═══ Input material ═══

//! Plain-old-data element types shared between host code and kernels.

use bytemuck::{Pod, Zeroable};
use std::ops::{Add, Mul, Sub};

/// Four packed `f32` lanes, laid out like a WGSL `vec4<f32>`.
#[repr(C)]
#[derive(Debug, Clone, Copy, Default, PartialEq, Pod, Zeroable)]
pub struct Float4 {
    pub x: f32,
    pub y: f32,
    pub z: f32,
    pub w: f32,
}

impl Float4 {
    pub const ZERO: Float4 = Float4::new(0.0, 0.0, 0.0, 0.0);

    pub const fn new(x: f32, y: f32, z: f32, w: f32) -> Self {
        Self { x, y, z, w }
    }

    /// A point with `w = 1`.
    pub const fn point(x: f32, y: f32, z: f32) -> Self {
        Self::new(x, y, z, 1.0)
    }

    pub fn to_array(self) -> [f32; 4] {
        [self.x, self.y, self.z, self.w]
    }

    pub fn dot(self, other: Float4) -> f32 {
        self.x * other.x + self.y * other.y + self.z * other.z + self.w * other.w
    }

    /// Euclidean length over all four lanes.
    pub fn length(self) -> f32 {
        self.dot(self).sqrt()
    }

    /// Unit vector in the same direction; the zero vector stays zero.
    pub fn normalize_or_zero(self) -> Float4 {
        let len = self.length();
        if len > 0.0 { self * (1.0 / len) } else { Float4::ZERO }
    }
}

impl From<[f32; 4]> for Float4 {
    fn from(v: [f32; 4]) -> Self {
        Float4::new(v[0], v[1], v[2], v[3])
    }
}

impl Add for Float4 {
    type Output = Float4;

    fn add(self, rhs: Float4) -> Float4 {
        Float4::new(self.x + rhs.x, self.y + rhs.y, self.z + rhs.z, self.w + rhs.w)
    }
}

impl Sub for Float4 {
    type Output = Float4;

    fn sub(self, rhs: Float4) -> Float4 {
        Float4::new(self.x - rhs.x, self.y - rhs.y, self.z - rhs.z, self.w - rhs.w)
    }
}

impl Mul<f32> for Float4 {
    type Output = Float4;

    fn mul(self, rhs: f32) -> Float4 {
        Float4::new(self.x * rhs, self.y * rhs, self.z * rhs, self.w * rhs)
    }
}

#[cfg(test)]
mod tests {
    use super::*;

    #[test]
    fn test_layout_matches_vec4() {
        assert_eq!(std::mem::size_of::<Float4>(), 16);
        let value = Float4::new(1.0, 2.0, 3.0, 4.0);
        let bytes = bytemuck::bytes_of(&value);
        assert_eq!(&bytes[0..4], &1.0f32.to_ne_bytes());
        assert_eq!(&bytes[12..16], &4.0f32.to_ne_bytes());
    }

    #[test]
    fn test_normalize_zero_is_zero() {
        assert_eq!(Float4::ZERO.normalize_or_zero(), Float4::ZERO);
        let n = Float4::new(3.0, 4.0, 0.0, 0.0).normalize_or_zero();
        assert!((n.length() - 1.0).abs() < 1e-6);
    }
}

═══

■ Problem to work on
All lines above that include the word "Zeroable" must be copied into the answer.

■ The completed task
use bytemuck::{Pod, Zeroable};
#[derive(Debug, Clone, Copy, Default, PartialEq, Pod, Zeroable)]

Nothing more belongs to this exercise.